Although two large clinical studies thus far have shown that survival rates are overall the same among patients with and without neoadjuvant therapy, the neoadjuvant approach can be beneficial.
“If we can make the tumors smaller before surgery, it can have an impact on how invasive the surgery is, which in turn affects the patient’s quality of life,” Bear said.
Tackling pancreatic cancer with chemoprevention gene therapy
In the U.S., approximately 37,000 new cases of pancreatic cancer are diagnosed each year. It’s one of the most lethal and treatment-resistant forms of cancer and has a five-year survival rate of less than 5 percent. Currently there is no effective chemotherapy or radiation therapy to fight it, but researchers at Massey are working to change that.
In the laboratory of Paul B. Fisher, M.Ph., Ph.D., professor and chair of the Department of Human Genetics in the VCU School of Medicine and a Massey researcher, he and his colleagues are encouraged by recent laboratory findings that implicate a new chemoprevention gene therapy (CGT) for preventing and treating pancreatic cancer.
They have shown that an innovative approach of combining a dietary agent with a gene-delivered cytokine effectively eliminates human pancreatic cancer cells in mice displaying sensitivity to these highly aggressive and lethal cancer cells.
Cytokines are a category of proteins that are secreted into the circulation and can affect cancer cells at distant sites in the body, including metastases. The cytokine used in this study was melanoma differentiation-associated gene-7/interleukin-24, known as mda-7/IL-24.
“Our hypothesis was that certain nontoxic dietary agents that had the ability to promote reactive oxygen species would break down pancreatic cancer cell resistance to therapy following administration of mda-7/IL-24 and be safe for human use,” Fisher said.
“We are very excited at the prospect of this chemoprevention gene therapy as a means of both preventing and treating pancreatic cancer, and it has significant potential to move rapidly into human clinical trials in the next few years.”
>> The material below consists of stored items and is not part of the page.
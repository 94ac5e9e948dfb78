//! Error types for rawflow pipelines.
//!
//! Definition problems are always reported at assembly time. Everything that
//! goes wrong while loading or caching a stage surfaces as one of the
//! [`RawflowError`] variants; nothing is swallowed internally.

use serde::{Deserialize, Serialize};
use std::collections::HashMap;
use std::path::PathBuf;
use thiserror::Error;

/// Result alias used throughout the crate.
pub type Result<T, E = RawflowError> = std::result::Result<T, E>;

/// The main error type for rawflow operations.
#[derive(Debug, Error)]
pub enum RawflowError {
    /// The pipeline definition is malformed.
    #[error("{0}")]
    Definition(#[from] DefinitionError),

    /// A required upstream file does not exist.
    #[error("{0}")]
    MissingInputFile(#[from] MissingInputFile),

    /// A persisted decomposition no longer matches the data it should correct.
    #[error("{0}")]
    StaleArtifact(#[from] StaleArtifact),

    /// A parameter value or combination is not acceptable.
    #[error("{0}")]
    InvalidParameter(#[from] InvalidParameter),

    /// The operator aborted an interactive decision.
    #[error("Aborted: {0}")]
    Aborted(String),

    /// An internal invariant was violated.
    #[error("Internal error: {0}")]
    Internal(String),

    /// The external signal processor failed.
    #[error("Signal processing failed: {0:#}")]
    Processor(#[from] anyhow::Error),

    /// Serialization/deserialization error.
    #[error("Serialization error: {0}")]
    Serialization(#[from] serde_json::Error),

    /// IO error.
    #[error("IO error: {0}")]
    Io(#[from] std::io::Error),
}

/// Diagnostic metadata attached to definition errors.
#[derive(Debug, Clone, Serialize, Deserialize, Default, PartialEq, Eq)]
pub struct ErrorInfo {
    /// Error code (e.g., "DEFINITION-CYCLE").
    pub code: String,
    /// Short summary of the error.
    pub summary: String,
    /// Hint for fixing the error.
    pub fix_hint: Option<String>,
    /// Additional context key-value pairs.
    #[serde(default)]
    pub context: HashMap<String, String>,
}

impl ErrorInfo {
    /// Creates new error info.
    #[must_use]
    pub fn new(code: impl Into<String>, summary: impl Into<String>) -> Self {
        Self {
            code: code.into(),
            summary: summary.into(),
            fix_hint: None,
            context: HashMap::new(),
        }
    }

    /// Sets the fix hint.
    #[must_use]
    pub fn with_fix_hint(mut self, hint: impl Into<String>) -> Self {
        self.fix_hint = Some(hint.into());
        self
    }

    /// Adds a single context entry.
    #[must_use]
    pub fn with_context_entry(mut self, key: impl Into<String>, value: impl Into<String>) -> Self {
        self.context.insert(key.into(), value.into());
        self
    }
}

/// Error raised when a pipeline definition cannot be assembled.
#[derive(Debug, Clone, Error)]
#[error("{message}")]
pub struct DefinitionError {
    /// The error message.
    pub message: String,
    /// The stages involved in the error.
    pub stages: Vec<String>,
    /// Optional diagnostic info.
    pub error_info: Option<ErrorInfo>,
}

impl DefinitionError {
    /// Creates a new definition error.
    #[must_use]
    pub fn new(message: impl Into<String>) -> Self {
        Self {
            message: message.into(),
            stages: Vec::new(),
            error_info: None,
        }
    }

    /// Sets the stages involved.
    #[must_use]
    pub fn with_stages(mut self, stages: Vec<String>) -> Self {
        self.stages = stages;
        self
    }

    /// Sets the diagnostic info.
    #[must_use]
    pub fn with_error_info(mut self, info: ErrorInfo) -> Self {
        self.error_info = Some(info);
        self
    }

    /// Shorthand for an error with a code and a single stage.
    #[must_use]
    pub fn coded(code: &str, stage: impl Into<String>, message: impl Into<String>) -> Self {
        let message = message.into();
        Self::new(message.clone())
            .with_stages(vec![stage.into()])
            .with_error_info(ErrorInfo::new(code, message))
    }

    /// Returns the error code, if any.
    #[must_use]
    pub fn code(&self) -> Option<&str> {
        self.error_info.as_ref().map(|info| info.code.as_str())
    }
}

/// Error raised when the parent links of a pipeline form a cycle.
#[derive(Debug, Clone, Error)]
#[error("Circular dependency in preprocessing pipeline: {}", cycle_path.join(" -> "))]
pub struct CycleDetectedError {
    /// The path of stages forming the cycle, first stage repeated at the end.
    pub cycle_path: Vec<String>,
    /// Diagnostic info.
    pub error_info: ErrorInfo,
}

impl CycleDetectedError {
    /// Creates a new cycle detected error.
    #[must_use]
    pub fn new(cycle_path: Vec<String>) -> Self {
        let info = ErrorInfo::new(
            "DEFINITION-CYCLE",
            format!("Unable to resolve source for {}", cycle_path.join(" -> ")),
        )
        .with_fix_hint("Every chain of 'source' references has to end at 'raw'.");

        Self {
            cycle_path,
            error_info: info,
        }
    }
}

impl From<CycleDetectedError> for DefinitionError {
    fn from(err: CycleDetectedError) -> Self {
        Self {
            message: err.to_string(),
            stages: err.cycle_path.clone(),
            error_info: Some(err.error_info),
        }
    }
}

impl From<CycleDetectedError> for RawflowError {
    fn from(err: CycleDetectedError) -> Self {
        Self::Definition(err.into())
    }
}

/// Error raised when a file needed by an operation is absent.
#[derive(Debug, Clone, Error)]
#[error("{message} (expected at {})", path.display())]
pub struct MissingInputFile {
    /// The missing path.
    pub path: PathBuf,
    /// What the file is and how to create it.
    pub message: String,
}

impl MissingInputFile {
    /// Creates a new missing-input error.
    #[must_use]
    pub fn new(path: impl Into<PathBuf>, message: impl Into<String>) -> Self {
        Self {
            path: path.into(),
            message: message.into(),
        }
    }
}

/// Error raised when a decomposition was fitted on a different channel set.
#[derive(Debug, Clone, Error)]
#[error(
    "Raw {stage}, ICA for {subject} outdated due to change in bad channels. \
     Reset bad channels or re-run make_ica()."
)]
pub struct StaleArtifact {
    /// The decomposition stage.
    pub stage: String,
    /// The subject.
    pub subject: String,
    /// Channels the decomposition was fitted on.
    pub fitted: Vec<String>,
    /// Channels currently available for correction.
    pub current: Vec<String>,
}

/// Error raised for a malformed parameter.
#[derive(Debug, Clone, Error)]
#[error("Invalid {parameter}: {message}")]
pub struct InvalidParameter {
    /// The parameter name.
    pub parameter: String,
    /// What is wrong with it.
    pub message: String,
}

impl InvalidParameter {
    /// Creates a new invalid-parameter error.
    #[must_use]
    pub fn new(parameter: impl Into<String>, message: impl Into<String>) -> Self {
        Self {
            parameter: parameter.into(),
            message: message.into(),
        }
    }
}

#[cfg(test)]
mod tests {
    use super::*;

    #[test]
    fn test_error_info_creation() {
        let info = ErrorInfo::new("DEFINITION-CYCLE", "Test error")
            .with_fix_hint("Fix this by doing that")
            .with_context_entry("stage", "my_stage");

        assert_eq!(info.code, "DEFINITION-CYCLE");
        assert_eq!(info.fix_hint, Some("Fix this by doing that".to_string()));
        assert_eq!(info.context.get("stage"), Some(&"my_stage".to_string()));
    }

    #[test]
    fn test_cycle_detected_error() {
        let err = CycleDetectedError::new(vec![
            "a".to_string(),
            "b".to_string(),
            "a".to_string(),
        ]);
        assert!(err.to_string().contains("a -> b -> a"));

        let def: DefinitionError = err.into();
        assert_eq!(def.code(), Some("DEFINITION-CYCLE"));
        assert_eq!(def.stages.len(), 3);
    }

    #[test]
    fn test_coded_definition_error() {
        let err = DefinitionError::coded("DEFINITION-UNKNOWN-TYPE", "x", "Raw 'x': unknown type 'foo'");
        assert_eq!(err.code(), Some("DEFINITION-UNKNOWN-TYPE"));
        assert_eq!(err.stages, vec!["x".to_string()]);
    }

    #[test]
    fn test_missing_input_message_contains_path() {
        let err = MissingInputFile::new("/data/a-raw.fif", "Raw input file for a/b does not exist");
        let text = RawflowError::from(err).to_string();
        assert!(text.contains("/data/a-raw.fif"));
    }

    #[test]
    fn test_stale_artifact_message() {
        let err = StaleArtifact {
            stage: "ica".into(),
            subject: "R0001".into(),
            fitted: vec!["C1".into()],
            current: vec![],
        };
        assert!(err.to_string().contains("re-run make_ica()"));
    }
}
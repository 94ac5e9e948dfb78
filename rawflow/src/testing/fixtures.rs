//! Synthetic recordings for pipeline tests.

use crate::core::{ChannelKind, RawSignal, SignalInfo};
use crate::io::{JsonSignalStore, SignalStore};
use ndarray::Array2;
use std::fs::File;
use std::path::Path;
use std::time::{Duration, SystemTime};

/// Sampling rate of [`synthetic_signal`] recordings.
pub const SYNTHETIC_SFREQ: f64 = 100.0;

/// An EEG recording with one distinct, non-flat sinusoid per channel.
#[must_use]
pub fn synthetic_signal(ch_names: &[&str], n_times: usize) -> RawSignal {
    let data = Array2::from_shape_fn((ch_names.len(), n_times), |(ch, t)| {
        let freq = (ch + 1) as f64;
        (0.3 * freq * t as f64 + ch as f64).sin()
    });
    RawSignal {
        info: SignalInfo {
            ch_names: ch_names.iter().map(ToString::to_string).collect(),
            ch_kinds: vec![ChannelKind::Eeg; ch_names.len()],
            sfreq: SYNTHETIC_SFREQ,
            highpass: 0.0,
            lowpass: SYNTHETIC_SFREQ / 2.0,
            bads: Vec::new(),
            kit_system_id: None,
        },
        data,
    }
}

/// Writes `signal` where a source stage expects its raw file.
///
/// # Panics
///
/// Panics if the file cannot be written.
pub fn write_recording(path: &Path, signal: &RawSignal) {
    if let Some(dir) = path.parent() {
        if let Err(e) = std::fs::create_dir_all(dir) {
            panic!("cannot create {}: {e}", dir.display());
        }
    }
    if let Err(e) = JsonSignalStore::new().write(path, signal) {
        panic!("cannot write recording {}: {e}", path.display());
    }
}

/// Moves the modification time of `path` `secs` seconds into the future.
///
/// # Panics
///
/// Panics if the file does not exist.
pub fn touch(path: &Path, secs: u64) {
    let result = File::options()
        .write(true)
        .open(path)
        .and_then(|file| file.set_modified(SystemTime::now() + Duration::from_secs(secs)));
    if let Err(e) = result {
        panic!("cannot touch {}: {e}", path.display());
    }
}
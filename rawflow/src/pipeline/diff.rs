//! Change detection between two pipeline snapshots.
//!
//! A stage is `new` or `removed` if it exists in only one snapshot and
//! `changed` if its parameters differ. Every other stage inherits the
//! status of its parent, so a change propagates down the tree. The raw
//! source is externally managed and always counts as `good`.

use super::definition::Snapshot;
use crate::core::{DiffStatus, StageType};
use crate::errors::{RawflowError, Result};
use crate::stages::SOURCE_NAME;
use serde::{Deserialize, Serialize};
use std::collections::{BTreeMap, BTreeSet};
use tracing::debug;

/// Result of [`compare_pipelines`].
#[derive(Debug, Clone, Default, PartialEq, Eq, Serialize, Deserialize)]
pub struct PipelineDiff {
    /// Status of every stage found in either snapshot.
    pub stages: BTreeMap<String, DiffStatus>,
    /// Non-good statuses of ICA stages, whose decomposition files may be stale.
    pub decompositions: BTreeMap<String, DiffStatus>,
}

impl PipelineDiff {
    /// Stages whose cached files may be invalid.
    #[must_use]
    pub fn bad_stages(&self) -> BTreeMap<&str, DiffStatus> {
        self.stages
            .iter()
            .filter(|(_, status)| status.is_bad())
            .map(|(name, status)| (name.as_str(), *status))
            .collect()
    }

    /// Whether nothing changed.
    #[must_use]
    pub fn is_clean(&self) -> bool {
        self.stages.values().all(|status| !status.is_bad())
    }
}

fn stage_type(entry: &serde_json::Value) -> Option<&str> {
    entry.get("type").and_then(serde_json::Value::as_str)
}

/// Compares the snapshot of the previous run with the current one.
///
/// # Errors
///
/// Returns [`RawflowError::Internal`] if a stage's parent chain never
/// reaches a stage with a known status, which cannot happen for snapshots
/// of assembled pipelines.
pub fn compare_pipelines(old: &Snapshot, new: &Snapshot) -> Result<PipelineDiff> {
    let mut out: BTreeMap<String, DiffStatus> = BTreeMap::new();
    for name in new.keys().filter(|k| !old.contains_key(*k)) {
        out.insert(name.clone(), DiffStatus::New);
    }
    for name in old.keys().filter(|k| !new.contains_key(*k)) {
        out.insert(name.clone(), DiffStatus::Removed);
    }

    let mut to_check: BTreeSet<&str> = BTreeSet::new();
    for (name, params) in new {
        if out.contains_key(name) {
            continue;
        }
        if name == SOURCE_NAME {
            // raw input is managed outside the pipeline
            out.insert(name.clone(), DiffStatus::Good);
        } else if old.get(name) == Some(params) {
            to_check.insert(name.as_str());
        } else {
            debug!(stage = %name, old = ?old.get(name), new = %params, "Raw changed");
            out.insert(name.clone(), DiffStatus::Changed);
        }
    }

    // secondary changes
    while !to_check.is_empty() {
        let before = to_check.len();
        let resolved: Vec<(&str, DiffStatus)> = to_check
            .iter()
            .filter_map(|name| {
                let parent = new[*name].get("source").and_then(serde_json::Value::as_str)?;
                out.get(parent).map(|status| (*name, *status))
            })
            .collect();
        for (name, status) in resolved {
            out.insert(name.to_string(), status);
            to_check.remove(name);
        }
        if to_check.len() == before {
            return Err(RawflowError::Internal(format!(
                "Queue not decreasing: cannot resolve parents of {}",
                to_check.iter().copied().collect::<Vec<_>>().join(", ")
            )));
        }
    }

    let decompositions = out
        .iter()
        .filter(|(_, status)| status.is_bad())
        .filter(|(name, _)| {
            new.get(*name)
                .or_else(|| old.get(*name))
                .and_then(stage_type)
                .is_some_and(|t| t == StageType::RawIca.tag())
        })
        .map(|(name, status)| (name.clone(), *status))
        .collect();

    Ok(PipelineDiff {
        stages: out,
        decompositions,
    })
}

#[cfg(test)]
mod tests {
    use super::*;
    use pretty_assertions::assert_eq;
    use serde_json::json;

    fn raw() -> serde_json::Value {
        json!({"type": "RawSource", "name": "raw"})
    }

    fn filter(name: &str, source: &str, l: f64) -> serde_json::Value {
        json!({"type": "RawFilter", "name": name, "source": source, "args": [l, 40.0], "kwargs": {}})
    }

    fn ica(name: &str, source: &str) -> serde_json::Value {
        json!({"type": "RawICA", "name": name, "source": source, "session": ["words"], "kwargs": {}})
    }

    fn snapshot(entries: Vec<(&str, serde_json::Value)>) -> Snapshot {
        entries.into_iter().map(|(k, v)| (k.to_string(), v)).collect()
    }

    fn statuses(diff: &PipelineDiff) -> Vec<(&str, DiffStatus)> {
        diff.stages.iter().map(|(k, v)| (k.as_str(), *v)).collect()
    }

    #[test]
    fn test_identical_snapshots_are_clean() {
        let snap = snapshot(vec![("raw", raw()), ("1-40", filter("1-40", "raw", 1.0)), ("ica", ica("ica", "1-40"))]);
        let diff = compare_pipelines(&snap, &snap).unwrap();
        assert!(diff.is_clean());
        assert!(diff.decompositions.is_empty());
        assert_eq!(diff.stages.len(), 3);
    }

    #[test]
    fn test_change_propagates_to_descendants() {
        let old = snapshot(vec![("raw", raw()), ("1-40", filter("1-40", "raw", 1.0)), ("ica", ica("ica", "1-40"))]);
        let new = snapshot(vec![("raw", raw()), ("1-40", filter("1-40", "raw", 0.5)), ("ica", ica("ica", "1-40"))]);
        let diff = compare_pipelines(&old, &new).unwrap();
        assert_eq!(
            statuses(&diff),
            vec![("1-40", DiffStatus::Changed), ("ica", DiffStatus::Changed), ("raw", DiffStatus::Good)]
        );
        assert_eq!(diff.decompositions, BTreeMap::from([("ica".to_string(), DiffStatus::Changed)]));
    }

    #[test]
    fn test_new_and_removed_stages() {
        let old = snapshot(vec![("raw", raw()), ("a", filter("a", "raw", 1.0)), ("ica-a", ica("ica-a", "a"))]);
        let new = snapshot(vec![("raw", raw()), ("b", filter("b", "raw", 1.0)), ("ica-b", ica("ica-b", "b"))]);
        let diff = compare_pipelines(&old, &new).unwrap();
        assert_eq!(
            diff.bad_stages(),
            BTreeMap::from([
                ("a", DiffStatus::Removed),
                ("b", DiffStatus::New),
                ("ica-a", DiffStatus::Removed),
                ("ica-b", DiffStatus::New),
            ])
        );
        assert_eq!(diff.decompositions.len(), 2);
    }

    #[test]
    fn test_unchanged_child_of_new_parent_is_new() {
        // "ica" keeps its own parameters but its parent was re-created
        let old = snapshot(vec![("raw", raw()), ("ica", ica("ica", "hp"))]);
        let new = snapshot(vec![("raw", raw()), ("hp", filter("hp", "raw", 1.0)), ("ica", ica("ica", "hp"))]);
        let diff = compare_pipelines(&old, &new).unwrap();
        assert_eq!(diff.stages["ica"], DiffStatus::New);
        assert_eq!(diff.decompositions["ica"], DiffStatus::New);
    }

    #[test]
    fn test_raw_parameters_are_not_diffed() {
        let old = snapshot(vec![("raw", raw())]);
        let new = snapshot(vec![("raw", json!({"type": "RawSource", "name": "raw", "montage": "standard_1020"}))]);
        let diff = compare_pipelines(&old, &new).unwrap();
        assert_eq!(diff.stages["raw"], DiffStatus::Good);
    }

    #[test]
    fn test_unresolvable_parent_is_internal_error() {
        let snap = snapshot(vec![("a", filter("a", "b", 1.0)), ("b", filter("b", "a", 1.0))]);
        let err = compare_pipelines(&snap, &snap).unwrap_err();
        assert!(matches!(err, RawflowError::Internal(_)));
    }
}
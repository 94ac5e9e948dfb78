//! Filesystem access: path templates, modification times and signal codecs.

mod store;
mod template;

pub use store::{JsonSignalStore, SignalStore};
pub use template::{PathFields, PathTemplate};

use std::path::Path;
use std::time::SystemTime;

/// Modification time of `path`, or `None` if it does not exist.
#[must_use]
pub fn file_mtime(path: &Path) -> Option<SystemTime> {
    std::fs::metadata(path).and_then(|m| m.modified()).ok()
}

/// Latest of two optional timestamps where `None` means "unknown".
///
/// Unknown wins: a chain with any missing input has no modification time.
#[must_use]
pub fn latest(a: Option<SystemTime>, b: Option<SystemTime>) -> Option<SystemTime> {
    match (a, b) {
        (Some(a), Some(b)) => Some(a.max(b)),
        _ => None,
    }
}

#[cfg(test)]
mod tests {
    use super::*;
    use std::time::Duration;

    #[test]
    fn test_file_mtime_missing() {
        let dir = tempfile::tempdir().unwrap();
        assert!(file_mtime(&dir.path().join("nope")).is_none());
        let path = dir.path().join("yes");
        std::fs::write(&path, "x").unwrap();
        assert!(file_mtime(&path).is_some());
    }

    #[test]
    fn test_latest() {
        let t0 = SystemTime::UNIX_EPOCH;
        let t1 = t0 + Duration::from_secs(5);
        assert_eq!(latest(Some(t0), Some(t1)), Some(t1));
        assert_eq!(latest(Some(t1), None), None);
        assert_eq!(latest(None, Some(t0)), None);
    }
}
The dietary agent, perillyl alcohol (POH) was combined with mda-7/IL-24, which is already used in other cancer treatments. POH is found in a variety of plants, including citrus plants, and has been well-tolerated by patients who have received it in clinical studies.
The results indicated that the CGT approach not only prevented pancreatic cancer growth and progression, but it also effectively killed established tumors, thereby displaying profound chemopreventive and therapeutic activity.
The findings were published in the Molecular Cancer Therapeutics journal. Fisher’s research was supported by the National Institutes of Health and the Samuel Waxman Cancer Foundation.